Steven Gross, UCI professor of developmental & cell biology, and colleagues identified this novel intercellular role of histone proteins in fruit flies, and it could herald a new approach to fighting bacterial growth within cells. The study appears today in eLife, a new peer-reviewed, open-access journal supported by the Howard Hughes Medical Institute, the Max Planck Society and the Wellcome Trust.
“We found that these histone proteins have pan-antibacterial abilities and can have a wide-ranging effect,” Gross said. “If we can discover how to manipulate the system to increase histone levels, we may one day have a new way to treat patients with bad bacterial infections.”
Histones exist in large numbers in most animal cells; their primary job is to help DNA strands fold into compact and robust structures inside the nucleus. Gross said there is some evidence that histones secreted from cells protect against bacteria living outside cells. However, many bacteria enter cells, where they can avoid the immune system and continue replicating.
In principle, Gross said, histones could protect cells against such bacteria from the inside, but for many years this was thought unlikely because most histones are bound to DNA strands in the cell nucleus, whereas bacteria multiply in the cellular fluid outside the nucleus, called cytosol. Additionally, free histones can be extremely damaging to cells, so most species have developed mechanisms to detect and degrade free histones in the cytosol.
In their study, Gross and colleagues demonstrate that histones bound to lipid (fat) droplets can protect cells against bacteria without causing any of the harm normally associated with the presence of free histones. In experiments with lipid droplets purified from Drosophila fruit fly embryos, they show that lipid-bound histones can be released to kill bacteria.

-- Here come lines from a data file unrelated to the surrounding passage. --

//! unset - Remove variables/functions builtin
//!
//! Supports:
//! - unset VAR - remove variable
//! - unset -v VAR - remove variable (explicit)
//! - unset -f FUNC - remove function
//! - unset 'a[i]' - remove array element

use regex_lite::Regex;
use crate::interpreter::types::{ExecResult, InterpreterState};
use crate::interpreter::helpers::result::result;
use crate::interpreter::helpers::nameref::{is_nameref, resolve_nameref};
use crate::interpreter::helpers::readonly::is_readonly;
use crate::interpreter::expansion::variable::{is_array, get_array_elements, ArrayIndex};

/// Check if a name is a valid bash variable name.
fn is_valid_variable_name(name: &str) -> bool {
    let re = Regex::new(r"^[a-zA-Z_][a-zA-Z0-9_]*$").unwrap();
    re.is_match(name)
}

/// Evaluate an array index expression.
/// Returns the evaluated numeric index.
pub(crate) fn evaluate_array_index(state: &InterpreterState, index_expr: &str) -> i64 {
    // Try to parse as integer
    if let Ok(index) = index_expr.parse::<i64>() {
        return index;
    }

    // Try to look up as variable
    if let Some(var_value) = state.env.get(index_expr) {
        if let Ok(index) = var_value.parse::<i64>() {
            return index;
        }
    }

    // Default to 0
    0
}

/// Handle the unset builtin command
pub fn handle_unset(
    state: &mut InterpreterState,
    args: &[String],
) -> ExecResult {
    #[derive(Clone, Copy, PartialEq)]
    enum Mode {
        Variable,
        Function,
        Both,
    }

    let mut mode = Mode::Both; // Default: unset both var and func
    let mut stderr = String::new();
    let mut exit_code = 0;

    let array_element_re = Regex::new(r"^([a-zA-Z_][a-zA-Z0-9_]*)\[(.+)\]$").unwrap();

    for arg in args {
        // Handle flags
        if arg == "-v" {
            mode = Mode::Variable;
            continue;
        }
        if arg == "-f" {
            mode = Mode::Function;
            continue;
        }

        if mode == Mode::Function {
            state.functions.remove(arg);
            continue;
        }

        // Check for array element syntax: varName[index]
        if let Some(captures) = array_element_re.captures(arg) {
            let array_name = captures.get(1).unwrap().as_str();
            let index_expr = captures.get(2).unwrap().as_str();

            // Handle [@] or [*] - unset entire array
            if index_expr == "@" || index_expr == "*" {
                let elements = get_array_elements(state, array_name);
                for (idx, _) in elements {
                    let key = match idx {
                        ArrayIndex::Numeric(n) => n.to_string(),
                        ArrayIndex::String(s) => s,
                    };
                    state.env.remove(&format!("{}_{}", array_name, key));
                }
                state.env.remove(array_name);
                continue;
            }

            // Check if this is an associative array
            let is_assoc = state.associative_arrays
                .as_ref()
                .map_or(false, |a| a.contains(array_name));

            if is_assoc {
                // For associative arrays, use the key directly
                let key = index_expr.trim_matches(|c| c == '\'' || c == '"');
                state.env.remove(&format!("{}_{}", array_name, key));
                continue;
            }

            // Check if variable is an indexed array
            let is_indexed_array = is_array(state, array_name);

            // Check if variable was explicitly declared as a scalar
            let is_scalar = state.env.contains_key(array_name)
                && !is_indexed_array
                && !is_assoc;

            if is_scalar && mode == Mode::Variable {
                stderr.push_str(&format!("bash: unset: {}: not an array variable\n", array_name));
                exit_code = 1;
                continue;
            }

            // Indexed array: evaluate index
            let index = evaluate_array_index(state, index_expr);

            // Handle negative indices
            if index < 0 {
                let elements = get_array_elements(state, array_name);
                let len = elements.len() as i64;
                if len == 0 {
                    stderr.push_str(&format!("bash: unset: [{}]: bad array subscript\n", index));
                    exit_code = 1;
                    continue;
                }
                let actual_pos = len + index;
                if actual_pos < 0 {
                    stderr.push_str(&format!("bash: unset: [{}]: bad array subscript\n", index));
                    exit_code = 1;
                    continue;
                }
                let actual_index = &elements[actual_pos as usize].0;
                let key = match actual_index {
                    ArrayIndex::Numeric(n) => n.to_string(),
                    ArrayIndex::String(s) => s.clone(),
                };
                state.env.remove(&format!("{}_{}", array_name, key));
                continue;
            }

            // Positive index - just delete directly
            state.env.remove(&format!("{}_{}", array_name, index));
            continue;
        }

        // Regular variable
        // Validate variable name
        if !is_valid_variable_name(arg) {
            stderr.push_str(&format!("bash: unset: `{}': not a valid identifier\n", arg));
            exit_code = 1;
            continue;
        }

        let mut target_name = arg.clone();
        if is_nameref(state, arg) {
            let env_clone = state.env.clone();
            if let Some(resolved) = resolve_nameref(state, &env_clone, arg, None) {
                if resolved != *arg {
                    target_name = resolved;
                }
            }
        }

        // Check if variable is readonly
        if is_readonly(state, &target_name) {
            stderr.push_str(&format!("bash: unset: {}: cannot unset: readonly variable\n", target_name));
            exit_code = 1;
            continue;
        }

        // Delete the variable
        state.env.remove(&target_name);

        // Clear the export attribute
        if let Some(ref mut exported) = state.exported_vars {
            exported.remove(&target_name);
        }

        // If mode is "both", also delete function
        if mode == Mode::Both {
            state.functions.remove(arg);
        }
    }

    result("", &stderr, exit_code)
}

The researchers injected similar numbers of bacteria into Drosophila embryos that contained lipid-bound histones and into embryos genetically modified to not contain them. They discovered that the histone-deficient flies were 14 times more likely to die of bacterial infections. Similar results were found in experiments on adult flies. Additional evidence suggested that histones might also protect mice against bacteria.
“Because numerous studies have now identified histones on lipid droplets in many different cells — from humans as well as mice and flies — it seems likely that this system may be quite general,” Gross said.

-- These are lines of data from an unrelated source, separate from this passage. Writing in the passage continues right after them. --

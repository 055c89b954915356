// src/commands/chmod/mod.rs
use async_trait::async_trait;
use crate::commands::{Command, CommandContext, CommandResult};

pub struct ChmodCommand;

#[async_trait]
impl Command for ChmodCommand {
    fn name(&self) -> &'static str { "chmod" }

    async fn execute(&self, ctx: CommandContext) -> CommandResult {
        let args = &ctx.args;
        if args.iter().any(|a| a == "--help") {
            return CommandResult::success(
                "Usage: chmod [OPTIONS] MODE FILE...\n\nchange file mode bits\n\nOptions:\n  -R  change files recursively\n  -v  verbose\n      --help  display this help\n".into()
            );
        }
        if args.len() < 2 {
            return CommandResult::error("chmod: missing operand\n".into());
        }

        let mut recursive = false;
        let mut verbose = false;
        let mut idx = 0;
        while idx < args.len() && args[idx].starts_with('-') {
            match args[idx].as_str() {
                "-R" | "--recursive" => { recursive = true; idx += 1; }
                "-v" | "--verbose" => { verbose = true; idx += 1; }
                "-Rv" | "-vR" => { recursive = true; verbose = true; idx += 1; }
                "--" => { idx += 1; break; }
                s if is_mode_like(s) => break,
                _ => {
                    return CommandResult::with_exit_code("".into(), format!("chmod: invalid option -- '{}'\n", &args[idx][1..]), 1);
                }
            }
        }
        if args.len() - idx < 2 {
            return CommandResult::error("chmod: missing operand\n".into());
        }

        let mode_arg = &args[idx];
        let files = &args[idx + 1..];
        let is_numeric = mode_arg.chars().all(|c| c >= '0' && c <= '7');
        let numeric_mode = if is_numeric { Some(u32::from_str_radix(mode_arg, 8).unwrap_or(0)) } else { None };
        if !is_numeric {
            if parse_mode(mode_arg, 0o644).is_err() {
                return CommandResult::with_exit_code("".into(), format!("chmod: invalid mode: '{}'\n", mode_arg), 1);
            }
        }

        let mut stdout = String::new();
        let mut stderr = String::new();
        let mut err = false;

        for file in files {
            let fp = ctx.fs.resolve_path(&ctx.cwd, file);
            let mv = if is_numeric { numeric_mode.unwrap_or(0) } else {
                match ctx.fs.stat(&fp).await {
                    Ok(st) => parse_mode(mode_arg, st.mode).unwrap_or(0),
                    Err(_) => { stderr.push_str(&format!("chmod: cannot access '{}': No such file or directory\n", file)); err = true; continue; }
                }
            };
            if let Err(_) = ctx.fs.chmod(&fp, mv).await {
                stderr.push_str(&format!("chmod: cannot access '{}': No such file or directory\n", file));
                err = true; continue;
            }
            if verbose { stdout.push_str(&format!("mode of '{}' changed to {:04o}\n", file, mv)); }
            if recursive {
                if let Ok(st) = ctx.fs.stat(&fp).await {
                    if st.is_directory { chmod_rec(&ctx, &fp, is_numeric, numeric_mode, mode_arg, verbose, &mut stdout).await; }
                }
            }
        }
        CommandResult::with_exit_code(stdout, stderr, if err { 1 } else { 0 })
    }
}

fn is_mode_like(s: &str) -> bool {
    let r1 = regex_lite::Regex::new(r"^[+-]?[rwxugo]+").unwrap();
    let r2 = regex_lite::Regex::new(r"^\d+$").unwrap();
    r1.is_match(s) || r2.is_match(s)
}

async fn chmod_rec(ctx: &CommandContext, dir: &str, is_numeric: bool, nm: Option<u32>, sm: &str, v: bool, out: &mut String) {
    let entries = match ctx.fs.readdir(dir).await { Ok(e) => e, Err(_) => return };
    for entry in &entries {
        let fp = if dir == "/" { format!("/{}", entry) } else { format!("{}/{}", dir, entry) };
        let mv = if is_numeric { nm.unwrap_or(0) } else {
            ctx.fs.stat(&fp).await.map(|s| parse_mode(sm, s.mode).unwrap_or(0o644)).unwrap_or(0o644)
        };
        let _ = ctx.fs.chmod(&fp, mv).await;
        if v { out.push_str(&format!("mode of '{}' changed to {:04o}\n", fp, mv)); }
        if let Ok(st) = ctx.fs.stat(&fp).await {
            if st.is_directory { Box::pin(chmod_rec(ctx, &fp, is_numeric, nm, sm, v, out)).await; }
        }
    }
}

fn parse_mode(mode_str: &str, current_mode: u32) -> Result<u32, String> {
    if mode_str.chars().all(|c| c >= '0' && c <= '7') {
        return Ok(u32::from_str_radix(mode_str, 8).unwrap_or(0));
    }
    let mut mode = current_mode & 0o7777;
    for part in mode_str.split(',') {
        let re = regex_lite::Regex::new(r"^([ugoa]*)([+\-=])([rwxXst]*)$").unwrap();
        let caps = re.captures(part).ok_or_else(|| format!("Invalid mode: {}", mode_str))?;
        let mut who = caps.get(1).map_or("a", |m| m.as_str()).to_string();
        let op = caps.get(2).map_or("", |m| m.as_str());
        let perms = caps.get(3).map_or("", |m| m.as_str());
        if who == "a" || who.is_empty() { who = "ugo".to_string(); }
        let mut pb: u32 = 0;
        if perms.contains('r') { pb |= 4; }
        if perms.contains('w') { pb |= 2; }
        if perms.contains('x') || perms.contains('X') { pb |= 1; }
        let mut sb: u32 = 0;
        if perms.contains('s') { if who.contains('u') { sb |= 0o4000; } if who.contains('g') { sb |= 0o2000; } }
        if perms.contains('t') { sb |= 0o1000; }
        for w in who.chars() {
            let sh: u32 = match w { 'u' => 6, 'g' => 3, 'o' => 0, _ => continue };
            let bits = pb << sh;
            match op { "+" => mode |= bits, "-" => mode &= !bits, "=" => { mode &= !(7 << sh); mode |= bits; } _ => {} }
        }
        match op { "+" => mode |= sb, "-" => mode &= !sb, "=" => { if perms.contains('s') { if who.contains('u') { mode = (mode & !0o4000) | (sb & 0o4000); } if who.contains('g') { mode = (mode & !0o2000) | (sb & 0o2000); } } if perms.contains('t') { mode = (mode & !0o1000) | (sb & 0o1000); } } _ => {} }
    }
    Ok(mode)
}

#[cfg(test)]
mod tests {
    use super::*;
    use crate::fs::{FileSystem, InMemoryFs};
    use std::sync::Arc;
    use std::collections::HashMap;

    async fn make_ctx(args: Vec<&str>, files: Vec<(&str, &str)>) -> CommandContext {
        let fs = Arc::new(InMemoryFs::new());
        for (p, c) in files { fs.write_file(p, c.as_bytes()).await.unwrap(); }
        CommandContext { args: args.into_iter().map(String::from).collect(), stdin: String::new(), cwd: "/".into(), env: HashMap::new(), fs, exec_fn: None, fetch_fn: None }
    }

    #[tokio::test]
    async fn test_chmod_octal() { let c = make_ctx(vec!["755", "/t.txt"], vec![("/t.txt", "h")]).await; assert_eq!(ChmodCommand.execute(c).await.exit_code, 0); }
    #[tokio::test]
    async fn test_chmod_missing() { let c = make_ctx(vec![], vec![]).await; let r = ChmodCommand.execute(c).await; assert_eq!(r.exit_code, 1); assert!(r.stderr.contains("missing")); }
    #[tokio::test]
    async fn test_chmod_nofile() { let c = make_ctx(vec!["755", "/x"], vec![]).await; let r = ChmodCommand.execute(c).await; assert_eq!(r.exit_code, 1); assert!(r.stderr.contains("No such file")); }
    #[tokio::test]
    async fn test_chmod_invalid() { let c = make_ctx(vec!["xyz", "/t.txt"], vec![("/t.txt", "h")]).await; let r = ChmodCommand.execute(c).await; assert_eq!(r.exit_code, 1); assert!(r.stderr.contains("invalid mode")); }
    #[tokio::test]
    async fn test_chmod_help() { let c = make_ctx(vec!["--help"], vec![]).await; let r = ChmodCommand.execute(c).await; assert!(r.stdout.contains("chmod")); assert_eq!(r.exit_code, 0); }
    #[test]
    fn test_parse_numeric() { assert_eq!(parse_mode("755", 0).unwrap(), 0o755); assert_eq!(parse_mode("644", 0).unwrap(), 0o644); }
    #[test]
    fn test_parse_symbolic() { assert_eq!(parse_mode("u+x", 0o644).unwrap(), 0o744); assert_eq!(parse_mode("a+x", 0o644).unwrap(), 0o755); assert_eq!(parse_mode("g-w", 0o664).unwrap(), 0o644); assert_eq!(parse_mode("u=rwx", 0o644).unwrap(), 0o744); }
}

Preetha Anand, Silvia Cermelli, Robilyn Sigua and Lan Huang of UCI; Zhihuan Li and Michael Welte of New York’s University of Rochester; Adam Kassan, Marta Bosch and Albert Pol of the August Pi i Sunyer Biomedical Research Institute in Barcelona, Spain; and Andre Ouellette of USC contributed to the study (Anand et al. eLife 2012;1:e00003. DOI: 10.7554/eLife.00003), which was supported by the National Institutes of Health (grants GM64624 and GM64687), the National Science Foundation and the Spanish Ministry of Science & Innovation.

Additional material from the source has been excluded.